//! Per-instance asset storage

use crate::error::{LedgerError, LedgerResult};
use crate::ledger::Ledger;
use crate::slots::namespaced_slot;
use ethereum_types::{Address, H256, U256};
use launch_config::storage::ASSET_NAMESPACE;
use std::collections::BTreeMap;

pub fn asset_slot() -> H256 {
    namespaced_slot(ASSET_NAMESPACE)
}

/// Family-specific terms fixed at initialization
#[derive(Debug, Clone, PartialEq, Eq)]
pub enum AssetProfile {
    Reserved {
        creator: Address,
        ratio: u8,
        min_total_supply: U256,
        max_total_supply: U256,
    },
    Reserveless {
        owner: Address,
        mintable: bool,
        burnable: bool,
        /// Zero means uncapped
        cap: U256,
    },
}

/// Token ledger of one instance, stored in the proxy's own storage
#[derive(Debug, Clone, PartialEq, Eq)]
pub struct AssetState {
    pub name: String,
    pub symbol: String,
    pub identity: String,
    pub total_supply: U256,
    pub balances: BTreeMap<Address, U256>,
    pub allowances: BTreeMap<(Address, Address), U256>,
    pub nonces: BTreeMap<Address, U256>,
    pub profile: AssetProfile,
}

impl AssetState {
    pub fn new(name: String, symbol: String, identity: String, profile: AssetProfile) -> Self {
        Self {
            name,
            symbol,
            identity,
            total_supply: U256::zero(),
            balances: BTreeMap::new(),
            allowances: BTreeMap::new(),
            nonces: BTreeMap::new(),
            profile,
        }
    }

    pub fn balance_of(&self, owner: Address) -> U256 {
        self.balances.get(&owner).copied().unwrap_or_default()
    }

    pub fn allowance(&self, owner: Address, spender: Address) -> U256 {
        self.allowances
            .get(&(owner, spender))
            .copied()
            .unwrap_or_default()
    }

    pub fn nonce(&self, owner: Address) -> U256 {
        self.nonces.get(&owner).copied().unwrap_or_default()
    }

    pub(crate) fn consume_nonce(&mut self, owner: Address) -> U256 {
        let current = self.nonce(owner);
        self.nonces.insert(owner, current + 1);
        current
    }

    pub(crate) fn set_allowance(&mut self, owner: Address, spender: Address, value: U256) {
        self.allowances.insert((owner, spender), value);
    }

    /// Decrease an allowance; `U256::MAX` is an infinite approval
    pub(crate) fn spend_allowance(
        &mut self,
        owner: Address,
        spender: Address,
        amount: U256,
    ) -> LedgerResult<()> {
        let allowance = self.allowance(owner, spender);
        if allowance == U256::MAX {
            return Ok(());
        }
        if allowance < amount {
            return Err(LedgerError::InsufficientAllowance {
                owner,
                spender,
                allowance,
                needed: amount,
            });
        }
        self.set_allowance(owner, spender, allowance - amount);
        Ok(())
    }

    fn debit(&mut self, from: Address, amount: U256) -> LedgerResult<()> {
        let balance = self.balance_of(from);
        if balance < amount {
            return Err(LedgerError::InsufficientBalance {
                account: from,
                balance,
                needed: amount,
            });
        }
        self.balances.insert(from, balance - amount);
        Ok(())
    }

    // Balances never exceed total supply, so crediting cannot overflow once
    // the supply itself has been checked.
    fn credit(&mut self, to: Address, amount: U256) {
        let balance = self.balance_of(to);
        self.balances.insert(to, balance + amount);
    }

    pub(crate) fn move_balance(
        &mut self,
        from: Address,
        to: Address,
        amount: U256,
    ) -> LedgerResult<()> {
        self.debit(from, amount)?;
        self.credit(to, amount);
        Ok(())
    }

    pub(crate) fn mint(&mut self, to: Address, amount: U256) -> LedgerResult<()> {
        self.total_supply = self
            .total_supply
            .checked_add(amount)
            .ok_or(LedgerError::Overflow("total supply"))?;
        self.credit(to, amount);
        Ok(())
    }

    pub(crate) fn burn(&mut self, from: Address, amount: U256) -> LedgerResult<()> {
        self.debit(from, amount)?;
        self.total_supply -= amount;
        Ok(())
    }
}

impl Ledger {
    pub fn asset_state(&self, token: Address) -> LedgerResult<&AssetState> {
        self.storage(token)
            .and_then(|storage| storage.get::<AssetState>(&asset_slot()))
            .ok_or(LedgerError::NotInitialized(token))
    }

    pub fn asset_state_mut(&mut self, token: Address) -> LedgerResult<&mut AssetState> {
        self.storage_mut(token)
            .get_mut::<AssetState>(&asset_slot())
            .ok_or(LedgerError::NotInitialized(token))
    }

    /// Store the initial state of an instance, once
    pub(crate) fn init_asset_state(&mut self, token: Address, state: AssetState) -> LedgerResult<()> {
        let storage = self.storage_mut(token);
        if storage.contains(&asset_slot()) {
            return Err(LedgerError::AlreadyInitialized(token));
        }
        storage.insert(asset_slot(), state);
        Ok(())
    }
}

::::

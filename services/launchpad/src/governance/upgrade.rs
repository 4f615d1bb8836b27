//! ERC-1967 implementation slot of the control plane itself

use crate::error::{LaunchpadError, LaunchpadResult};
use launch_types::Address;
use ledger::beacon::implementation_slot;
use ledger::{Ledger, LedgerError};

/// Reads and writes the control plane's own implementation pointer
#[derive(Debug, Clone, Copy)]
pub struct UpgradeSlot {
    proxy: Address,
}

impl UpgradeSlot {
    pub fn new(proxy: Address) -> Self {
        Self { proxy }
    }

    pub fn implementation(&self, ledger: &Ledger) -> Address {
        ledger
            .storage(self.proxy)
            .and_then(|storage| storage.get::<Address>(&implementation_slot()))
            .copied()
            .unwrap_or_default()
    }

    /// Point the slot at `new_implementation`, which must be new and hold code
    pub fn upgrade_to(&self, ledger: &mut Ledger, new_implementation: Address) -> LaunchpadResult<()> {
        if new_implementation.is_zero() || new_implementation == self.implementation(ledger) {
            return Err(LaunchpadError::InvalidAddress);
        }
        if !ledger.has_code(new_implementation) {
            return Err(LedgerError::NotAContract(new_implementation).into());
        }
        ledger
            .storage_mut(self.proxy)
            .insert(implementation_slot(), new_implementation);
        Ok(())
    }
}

::::

## Task to carry out
Beginning with the line that has "Per-instance asset storage" and ending with the line that has "use std::collections::BTreeMap;", set down the lines above exactly and include no others.

## Response area
//! Per-instance asset storage

use crate::error::{LedgerError, LedgerResult};
use crate::ledger::Ledger;
use crate::slots::namespaced_slot;
use ethereum_types::{Address, H256, U256};
use launch_config::storage::ASSET_NAMESPACE;
use std::collections::BTreeMap;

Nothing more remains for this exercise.